The magistrate denied the motion without comment.
On November 7, 2005, after the filing of the information, appellant renewed the motion to suppress evidence. (See Pen. Code, § 1538.5, subd. (i).) He claimed he had possessed an expectation of privacy in the area searched; he also claimed that no evidence had been presented at the previous hearing to show that the terms of appellant’s parole extended beyond the search of his person or residence. The prosecution filed an opposition to the motion, claiming appellant lacked standing and that the search was lawful.
At a hearing on the renewed motion, the prosecutor and defense counsel continued to argue whether appellant had standing to object to the search. After discussion about whether it was proper to admit additional evidence, the trial court did allow Parole Agent Dan Garcia to testify that appellant had been a parolee under his supervision at the time of the search and that conditions of appellant’s parole included that “[h]is person was searchable, his residence is searchable, any property under his control was searchable without warrant by an agent of the Department of Corrections or any law enforcement officer.” Agent Garcia acknowledged that he did not testify at appellant’s preliminary hearing on the original motion to suppress.
At the conclusion of the hearing on the renewed motion, the trial court stated that it would review the preliminary hearing transcript and any additional authorities the parties submitted before ruling on the motion.
On December 12, 2005, the trial court denied the suppression motion, stating that it had “determined that [appellant] had standing but that the search was proper because of the terms of search that he has as a parolee.” When asked by defense counsel whether the court found the additional testimony of Agent Garcia was properly admitted, the court stated that the additional testimony was not a factor in its decision, because the terms of a parole search were sufficiently determined at the original section 1538.5 hearing.
B. Applicable law
The Fourth Amendment provides “[t]he right of the people to be secure in their person, houses, papers, and effects, against unreasonable searches and seizures, shall not be violated.…” (U.S. Const., 4th Amend.) This guarantee has been incorporated into the Fourteenth Amendment to the federal Constitution and is applicable to the states. (See Mapp v. Ohio (1961) 367 U.S. 643 [federal exclusionary rule applicable to the states].)
When a trial court’s ruling on a motion to suppress evidence is challenged on appeal, we review its findings under the deferential substantial evidence standard. We exercise our independent judgment to determine whether, on the facts found, the search was reasonable under the Fourth Amendment. (People v. Carter (2005) 36 Cal.4th 1114, 1140-1141; People v. Leyba (1981) 29 Cal.3d 591, 596-597.)
C. Parole search
Appellant contends the trial court erred in denying his suppression motion because the evidence presented at the preliminary hearing was not adequate to justify the search as one conducted pursuant to a condition of parole. Though appellant’s argument is not entirely clear, it appears to be two-pronged. We will reject both.
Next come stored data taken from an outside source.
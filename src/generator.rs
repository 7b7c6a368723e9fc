// Sensor Events - Core generator
// Copyright (c) 2025 David Martin Venti
//
// Dual-licensed under AGPL-3.0 and Commercial License.
// See LICENSE file for details.

//! Core dataset generation logic.
//!
//! Each sensor gets the same timestamp grid, starts fully inactive, and then
//! receives a random number of events. An event draws a duration, converts it
//! to whole sample steps, draws a start index so the span fits the grid, and
//! forces that span active. All sensors draw from one seeded RNG in sensor-id
//! order, so a fixed seed reproduces the whole dataset.

use crate::config::{GeneratorConfig, OversizePolicy};
use crate::dataset::EventTable;
use crate::error::{GeneratorError, Result};
use crate::timeline::{timestamp_grid, EventSpan, SensorTimeline};
use chrono::NaiveDateTime;
use rand::rngs::StdRng;
use rand::{Rng, SeedableRng};
use serde::{Deserialize, Serialize};
use tracing::{debug, info};

/// Events placed on one sensor.
#[derive(Debug, Clone, PartialEq, Serialize, Deserialize)]
pub struct SensorReport {
    pub sensor_id: u32,
    /// Events in placement order.
    pub events: Vec<EventSpan>,
    /// Durations (seconds) of events dropped under [`OversizePolicy::Skip`].
    #[serde(default, skip_serializing_if = "Vec::is_empty")]
    pub skipped_durations_secs: Vec<u64>,
}

/// What a generation run did.
#[derive(Debug, Clone, PartialEq, Serialize, Deserialize)]
pub struct GenerationReport {
    /// Seed actually used (drawn from entropy when the config has none).
    pub seed: u64,
    pub start: NaiveDateTime,
    pub end: NaiveDateTime,
    pub sample_interval_secs: u64,
    pub grid_len: usize,
    pub sensors: Vec<SensorReport>,
}

impl GenerationReport {
    /// Total events placed across sensors.
    pub fn event_count(&self) -> usize {
        self.sensors.iter().map(|s| s.events.len()).sum()
    }

    /// Total events skipped across sensors.
    pub fn skipped_count(&self) -> usize {
        self.sensors.iter().map(|s| s.skipped_durations_secs.len()).sum()
    }
}

/// Output of a generation run.
#[derive(Debug, Clone, PartialEq)]
pub struct Generation {
    pub table: EventTable,
    pub report: GenerationReport,
}

/// Generate one sensor's timeline over a prebuilt grid.
pub fn generate_sensor_timeline<R: Rng>(
    sensor_id: u32,
    grid: &[NaiveDateTime],
    config: &GeneratorConfig,
    rng: &mut R,
) -> Result<(SensorTimeline, SensorReport)> {
    let mut timeline = SensorTimeline::new(sensor_id, grid.to_vec());
    let grid_len = timeline.len();

    let event_count = rng.gen_range(config.min_events..=config.max_events);
    let mut report = SensorReport {
        sensor_id,
        events: Vec::with_capacity(event_count as usize),
        skipped_durations_secs: Vec::new(),
    };

    for _ in 0..event_count {
        let duration_secs =
            rng.gen_range(config.min_event_duration_secs..=config.max_event_duration_secs);
        let mut steps = config.duration_steps(duration_secs);

        if steps > grid_len {
            match config.oversize_policy {
                OversizePolicy::Reject => {
                    return Err(GeneratorError::EventLongerThanTimeline { steps, grid_len });
                }
                OversizePolicy::Clamp => steps = grid_len,
                OversizePolicy::Skip => {
                    debug!(sensor_id, duration_secs, steps, "skipping oversized event");
                    report.skipped_durations_secs.push(duration_secs);
                    continue;
                }
            }
        }

        let start_step = rng.gen_range(0..=grid_len - steps);
        let span = EventSpan::new(start_step, steps, duration_secs);
        timeline.mark(&span)?;
        report.events.push(span);
    }

    debug!(
        sensor_id,
        events = report.events.len(),
        active = timeline.active_samples(),
        "sensor timeline generated"
    );

    Ok((timeline, report))
}

/// Generate the merged event table for every sensor.
pub fn generate(config: &GeneratorConfig) -> Result<Generation> {
    config.validate()?;

    let seed = config.seed.unwrap_or_else(|| rand::thread_rng().gen());
    let mut rng = StdRng::seed_from_u64(seed);

    let grid = timestamp_grid(config.start, config.end, config.sample_interval_secs)?;
    let grid_len = grid.len();

    let mut readings = Vec::with_capacity(grid_len * config.sensors as usize);
    let mut sensors = Vec::with_capacity(config.sensors as usize);

    for sensor_id in 1..=config.sensors {
        let (timeline, report) = generate_sensor_timeline(sensor_id, &grid, config, &mut rng)?;
        readings.extend(timeline.readings());
        sensors.push(report);
    }

    let table = EventTable::from_readings(readings);
    let report = GenerationReport {
        seed,
        start: config.start,
        end: config.end,
        sample_interval_secs: config.sample_interval_secs,
        grid_len,
        sensors,
    };

    info!(
        seed,
        sensors = config.sensors,
        grid_len,
        rows = table.len(),
        events = report.event_count(),
        "dataset generated"
    );

    Ok(Generation { table, report })
}

/// Generate and write the CSV to `config.output_file`.
pub fn generate_to_file(config: &GeneratorConfig) -> Result<Generation> {
    let generation = generate(config)?;
    generation.table.to_csv(&config.output_file)?;
    info!(path = %config.output_file.display(), "dataset written");
    Ok(generation)
}
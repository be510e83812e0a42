//! Citation evidence extracted from a reference field.
//!
//! A reference field (`999C5`) carries loosely structured pieces of a citation
//! under fixed subfield codes. [`CitationElement::from_subfields`] reinterprets
//! them as typed evidence for the lookup chain.
//!
//! | Code | Meaning |
//! |------|---------|
//! | `a`  | DOI |
//! | `t`  | title |
//! | `i`  | ISBN |
//! | `r`  | report number |
//! | `y`  | year |
//! | `s`  | `journal,volume,page` |

use serde::{Deserialize, Serialize};
use tracing::debug;

use crate::Subfield;

/// Structured evidence used to resolve a citation to a record.
#[derive(Debug, Clone, Default, PartialEq, Eq, Serialize, Deserialize)]
pub struct CitationElement {
    pub doi_string: Option<String>,
    pub title: Option<String>,
    pub isbn: Option<String>,
    pub report_num: Option<String>,
    pub year: Option<String>,
    pub journal_title: Option<String>,
    pub volume: Option<String>,
    pub page: Option<String>,
}

impl CitationElement {
    /// Builds an element from `(code, value)` pairs.
    ///
    /// Never fails: unusable pieces of evidence are skipped, so the result may
    /// be only partially populated. When a journal title is derived from an
    /// `s` subfield, `title` is set to it as well, replacing any `t` value.
    pub fn from_pairs<'a, I>(pairs: I) -> Self
    where
        I: IntoIterator<Item = (char, &'a str)>,
    {
        let mut element = Self::default();
        for (code, value) in pairs {
            match code {
                'a' => element.doi_string = Some(value.to_string()),
                't' => element.title = Some(value.to_string()),
                'i' => element.isbn = Some(value.to_string()),
                'r' => element.report_num = Some(value.to_string()),
                'y' => element.year = Some(value.to_string()),
                's' => match split_pubnote(value) {
                    Some((journal, volume, page)) => {
                        element.journal_title = Some(journal.to_string());
                        element.volume = Some(volume.to_string());
                        element.page = Some(page.to_string());
                    }
                    None => debug!(pubnote = value, "Ignoring malformed journal reference"),
                },
                _ => (),
            }
        }

        if let Some(journal) = &element.journal_title {
            // journal and book lookups share the title slot
            element.title = Some(journal.clone());
        }
        element
    }

    pub fn from_subfields(subfields: &[Subfield]) -> Self {
        Self::from_pairs(subfields.iter().map(|s| (s.code, s.value.as_str())))
    }

    /// An element carrying only an ISBN.
    pub fn with_isbn(isbn: &str) -> Self {
        Self {
            isbn: Some(isbn.to_string()),
            ..Default::default()
        }
    }
}

/// Splits `journal,volume,page`; anything but exactly three parts is rejected.
fn split_pubnote(value: &str) -> Option<(&str, &str, &str)> {
    let mut parts = value.split(',');
    match (parts.next(), parts.next(), parts.next(), parts.next()) {
        (Some(journal), Some(volume), Some(page), None) => Some((journal, volume, page)),
        _ => None,
    }
}
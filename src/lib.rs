//! A library for enriching bibliographic records with links to authority records.
//!
//! `biblink` takes MARC-style records whose fields carry loosely-typed text
//! (author names, affiliations, citations, conference numbers, experiment names)
//! and appends subfields holding the numeric IDs of the catalogue records those
//! texts refer to. Existing content is never changed: enrichment only appends.
//!
//! # Key Features
//!
//! - **Append-only record model**: [`DataField::append`] is the only way to
//!   change a field's subfields.
//! - **Citation resolution**: an ordered DOI, journal, report number and ISBN
//!   lookup chain that accepts a match only when it is unique.
//! - **Institution memoization**: repeated affiliation strings hit the search
//!   index once per run.
//! - **MARCXML output**: plain or wrapped in the OAI `marc:` envelope.
//!
//! # Basic Usage
//!
//! ```rust,ignore
//! use biblink::{RecordEnricher, marcxml};
//!
//! // `search`, `identifiers` and `claims` implement the collaborator traits
//! // from the `lookup` module.
//! let mut enricher = RecordEnricher::new(&search, &identifiers, &claims);
//!
//! let mut record = marcxml::parse_record(input)?;
//! let xml = enricher.enhanced_marcxml(&mut record, false)?;
//! println!("{xml}");
//! ```
//!
//! # Error Handling
//!
//! Missing or ambiguous evidence is not an error: the affected field is simply
//! left as it was. Only collaborator failures and unreadable MARCXML surface as
//! [`EnrichError`]:
//!
//! ```rust,ignore
//! match enricher.enrich(&mut record) {
//!     Ok(appended) => println!("Appended {appended} subfields"),
//!     Err(EnrichError::Collaborator { service, message }) => {
//!         eprintln!("{service} failed: {message}")
//!     }
//!     Err(e) => eprintln!("Other error: {e}"),
//! }
//! ```
//!
//! # Thread Safety
//!
//! Enrichment is synchronous and single-threaded. A [`RecordEnricher`] owns
//! its institution cache and should not be shared between threads; create one
//! per worker instead.

#[cfg(feature = "xml")]
use quick_xml::events::attributes::AttrError;
use thiserror::Error;

pub mod chain;
pub mod citation;
pub mod enricher;
pub mod institution;
pub mod lookup;
#[cfg(feature = "xml")]
pub mod marcxml;
pub mod record;
pub mod rules;

#[cfg(test)]
pub(crate) mod testing;

// Reexports
pub use chain::{ResolutionChain, Strategy};
pub use citation::CitationElement;
pub use enricher::{CollectionNames, EnricherConfig, RecordEnricher};
pub use institution::InstitutionResolver;
pub use lookup::{AuthorClaims, CandidateSet, Claim, IdentifierLookup, SearchEngine};
pub use record::{ControlField, DataField, Record, Subfield};

/// Numeric identifier of a record in the catalogue.
pub type RecordId = u64;

/// A specialized Result type for enrichment operations.
pub type Result<T> = std::result::Result<T, EnrichError>;

/// Represents errors that can occur while reading or enriching records.
#[derive(Error, Debug)]
pub enum EnrichError {
    #[error("{service} lookup failed: {message}")]
    Collaborator {
        service: &'static str,
        message: String,
    },

    #[error("Parse error: {0}")]
    InvalidFormat(String),

    #[error("Invalid field value: {field} - {message}")]
    InvalidFieldValue { field: String, message: String },
}

impl EnrichError {
    /// Builds a [`EnrichError::Collaborator`] from any displayable failure.
    pub fn collaborator(service: &'static str, message: impl ToString) -> Self {
        EnrichError::Collaborator {
            service,
            message: message.to_string(),
        }
    }
}

#[cfg(feature = "xml")]
impl From<quick_xml::Error> for EnrichError {
    fn from(err: quick_xml::Error) -> Self {
        EnrichError::InvalidFormat(err.to_string())
    }
}

#[cfg(feature = "xml")]
impl From<AttrError> for EnrichError {
    fn from(err: AttrError) -> Self {
        EnrichError::InvalidFormat(err.to_string())
    }
}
First, we reject the argument that the evidence was insufficient to show that the officers knew appellant was on parole when they commenced the search. Deputy Humble knew appellant was on parole at the time of the search. He testified that he went to the residence to assist in the search of a “wanted parolee” by the name of Robert Dennis. Deputy Humble also stated that, after Bello confirmed that appellant was in the residence, the officers “set up a perimeter on the residence,” because they “had received information from parole that he may be armed and dangerous[.]” Detective Woods, who was also there at the time of the search, testified that she had spoken with appellant’s parole officer and verified that he was on active parole and that “as a condition of parole,” he was “searchable.”
Second, we reject appellant’s attack on the search based on the Harvey-Madden rule. Under the requirements of that rule, when a law enforcement officer relies solely on information obtained from official channels (such as another officer) as the basis for a search or arrest, the prosecutor must establish the source of the information and how it was obtained. (Remers v. Superior Court (1970) 2 Cal.3d 659, 667.) “To hold otherwise would permit the manufacture of reasonable grounds for arrest within a police department by one officer transmitting information purportedly known by him to another officer who did not know such information, without establishing under oath how the information had in fact been obtained by the former officer.” (Id. at pp. 666-667.)
People v. Harvey (1958) 156 Cal.App.2d 516; People v. Madden (1970) 2 Cal.3d 1017.
Assuming that the Harvey-Madden rule would apply here, we nonetheless reject appellant’s argument because he raises the issue for the first time on appeal. Appellant challenged the search on several grounds, but never raised a Harvey-Madden or similar type objection. His failure to do so on these grounds waives appellate review. (Evid. Code, § 353, subd. (a); People v. Rogers (1978) 21 Cal.3d 542, 547-548.) As stated in Rogers,
“[t]he bar against raising a Harvey/Madden issue for the first time on appeal is but an application of the general rule that questions relating to the admissibility of evidence will not be reviewed on appeal in the absence of a specific and timely objection in the trial court on the ground sought to be urged on appeal. (See Evid. Code, § 353; People v. Welch (1972) 8 Cal.3d 106, 114-115; People v. De Santiago (1969) 71 Cal.2d 18, 22.) The contrary rule would deprive the People of the opportunity to cure the defect at [the] trial [level] and would ‘permit the defendant to gamble on [success at that level] secure in the knowledge that a conviction would be reversed on appeal.’ (Coy v. Superior Court (1959) 51 Cal.2d 471, 473.)” (Ibid.)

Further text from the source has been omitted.